COPD and OVS are associated with higher systemic inflammation relative to OSA and healthy controls. This work proposes the potential utilization of interleukin 6, granulocyte colony stimulating factor, and high-sensitivity C-reactive protein as screening biomarkers for COPD in patients with OSA. Inflammatory pathways may not fully explain the higher cardiovascular risk observed in OVS, indicating the need for further investigation.
Sanchez-Azofra A, Gu W, Masso-Silva JA, et al. Inflammation biomarkers in OSA, chronic obstructive pulmonary disease, and chronic obstructive pulmonary disease/OSA overlap syndrome. J Clin Sleep Med. 2023;19(8):1447-1456.
摘要:
目的:阻塞性睡眠呼吸暂停(OSA)和慢性阻塞性肺疾病(COPD)在单个个体中共存,也称为重叠综合征(OVS),与单纯OSA或COPD相比,心血管风险和死亡率更高。然而,潜在机制尚不清楚.我们假设OVS患者相对于单独患有任一种疾病的患者具有升高的全身性炎症生物标志物,这可以解释在OVS中观察到的更大的心血管风险。

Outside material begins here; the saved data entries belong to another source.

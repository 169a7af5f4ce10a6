use chrono::{DateTime, Utc};
use serde::{Deserialize, Serialize};

use crate::store::Record;

/// An article comments attach to. Owns its flat comment collection by id.
#[derive(Debug, Clone, Serialize, Deserialize)]
pub struct Article {
    pub id: u64,
    pub title: String,
    pub published_at: DateTime<Utc>,
}

impl Article {
    pub fn new(title: impl Into<String>, published_at: DateTime<Utc>) -> Self {
        Self {
            id: 0,
            title: title.into(),
            published_at,
        }
    }
}

impl Record for Article {
    const COLLECTION: &'static str = "articles";

    fn id(&self) -> u64 {
        self.id
    }

    fn set_id(&mut self, id: u64) {
        self.id = id;
    }
}
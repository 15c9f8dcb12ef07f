//! File handle used to persist received chunk payloads.

use std::fs::{File, OpenOptions};
use std::io::{self, Write};
use std::path::{Path, PathBuf};

/// Append-oriented handle for one file under a transfer's temp
/// directory. Callers must compare the count returned by [`write`] with
/// the payload length; a short write signals a storage fault.
///
/// [`write`]: ChunkFile::write
#[derive(Debug)]
pub struct ChunkFile {
    file: File,
    path: PathBuf,
}

impl ChunkFile {
    /// Creates the file for the first chunk of a stream, truncating any
    /// leftover from a superseded attempt.
    pub fn create(path: impl Into<PathBuf>) -> io::Result<Self> {
        let path = path.into();
        let file = OpenOptions::new()
            .write(true)
            .create(true)
            .truncate(true)
            .open(&path)?;
        Ok(Self { file, path })
    }

    /// Opens the file for a continuation chunk.
    pub fn open_append(path: impl Into<PathBuf>) -> io::Result<Self> {
        let path = path.into();
        let file = OpenOptions::new().append(true).open(&path)?;
        Ok(Self { file, path })
    }

    /// Writes one payload, returning the number of bytes accepted by the
    /// underlying file.
    pub fn write(&mut self, data: &[u8]) -> io::Result<usize> {
        self.file.write(data)
    }

    /// Flushes file content to durable storage.
    pub fn sync(&mut self) -> io::Result<()> {
        self.file.sync_all()
    }

    /// Consumes the handle, surfacing any close-time error.
    pub fn close(self) -> io::Result<()> {
        drop(self.file);
        Ok(())
    }

    pub fn path(&self) -> &Path {
        &self.path
    }
}

#[cfg(test)]
mod tests {
    use super::*;
    use std::fs;
    use tempfile::TempDir;

    #[test]
    fn create_then_append_concatenates_payloads() {
        let tmp = TempDir::new().unwrap();
        let path = tmp.path().join("stream.dat");

        let mut file = ChunkFile::create(&path).unwrap();
        assert_eq!(file.write(b"AAA").unwrap(), 3);
        file.sync().unwrap();
        file.close().unwrap();

        let mut file = ChunkFile::open_append(&path).unwrap();
        assert_eq!(file.write(b"BBB").unwrap(), 3);
        file.close().unwrap();

        assert_eq!(fs::read(&path).unwrap(), b"AAABBB");
    }

    #[test]
    fn create_truncates_prior_content() {
        let tmp = TempDir::new().unwrap();
        let path = tmp.path().join("stream.dat");
        fs::write(&path, b"stale bytes from an abandoned attempt").unwrap();

        let mut file = ChunkFile::create(&path).unwrap();
        file.write(b"fresh").unwrap();
        file.close().unwrap();

        assert_eq!(fs::read(&path).unwrap(), b"fresh");
    }

    #[test]
    fn open_append_requires_existing_file() {
        let tmp = TempDir::new().unwrap();
        let err = ChunkFile::open_append(tmp.path().join("missing.dat")).unwrap_err();
        assert_eq!(err.kind(), io::ErrorKind::NotFound);
    }
}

方法:我们纳入了255名参与者,55仅COPD,100只OSA,50与OVS,和50个健康对照。所有参与者都接受了家庭睡眠研究,肺活量测定,抽血进行hs-CRP和总血细胞计数分析。在随机选择的186名参与者的子集中,使用Bio-RadBio-PlexPro人类细胞因子27-Plex测定法进行炎性蛋白谱分析.使用混合线性模型鉴定各组间的生物标志物水平差异。
结果:白细胞介素6(IL-6)水平,高敏C反应蛋白(hs-CRP)和粒细胞集落刺激因子(G-CSF),与健康对照组和OSA参与者相比,OVS和COPD参与者的比例更高。此外,OVS参与者的白细胞和中性粒细胞的循环水平高于COPD,OSA和控制。
结论:与OSA和健康对照相比,COPD和OVS与更高的全身性炎症相关。这项工作提出了IL-6,G-CSF的潜在利用,和hs-CRP作为OSA患者COPD的筛查生物标志物。炎症途径可能不能完全解释OVS中观察到的更高的心血管风险,表明需要进一步调查。
方法:我们纳入了255名参与者,55仅COPD,100只OSA,50与OVS,和50个健康对照。所有参与者都接受了家庭睡眠研究,肺活量测定,抽血进行hs-CRP和总血细胞计数分析。在随机选择的186名参与者的子集中,使用Bio-RadBio-PlexPro人类细胞因子27-Plex测定法进行炎性蛋白谱分析.使用混合线性模型鉴定各组间的生物标志物水平差异。
结果:白细胞介素6(IL-6)水平,高敏C反应蛋白(hs-CRP)和粒细胞集落刺激因子(G-CSF),与健康对照组和OSA参与者相比,OVS和COPD参与者的比例更高。此外,OVS参与者的白细胞和中性粒细胞的循环水平高于COPD,OSA和控制。
结论:与OSA和健康对照相比,COPD和OVS与更高的全身性炎症相关。这项工作提出了IL-6,G-CSF的潜在利用,和hs-CRP作为OSA患者COPD的筛查生物标志物。炎症途径可能不能完全解释OVS中观察到的更高的心血管风险,表明需要进一步调查。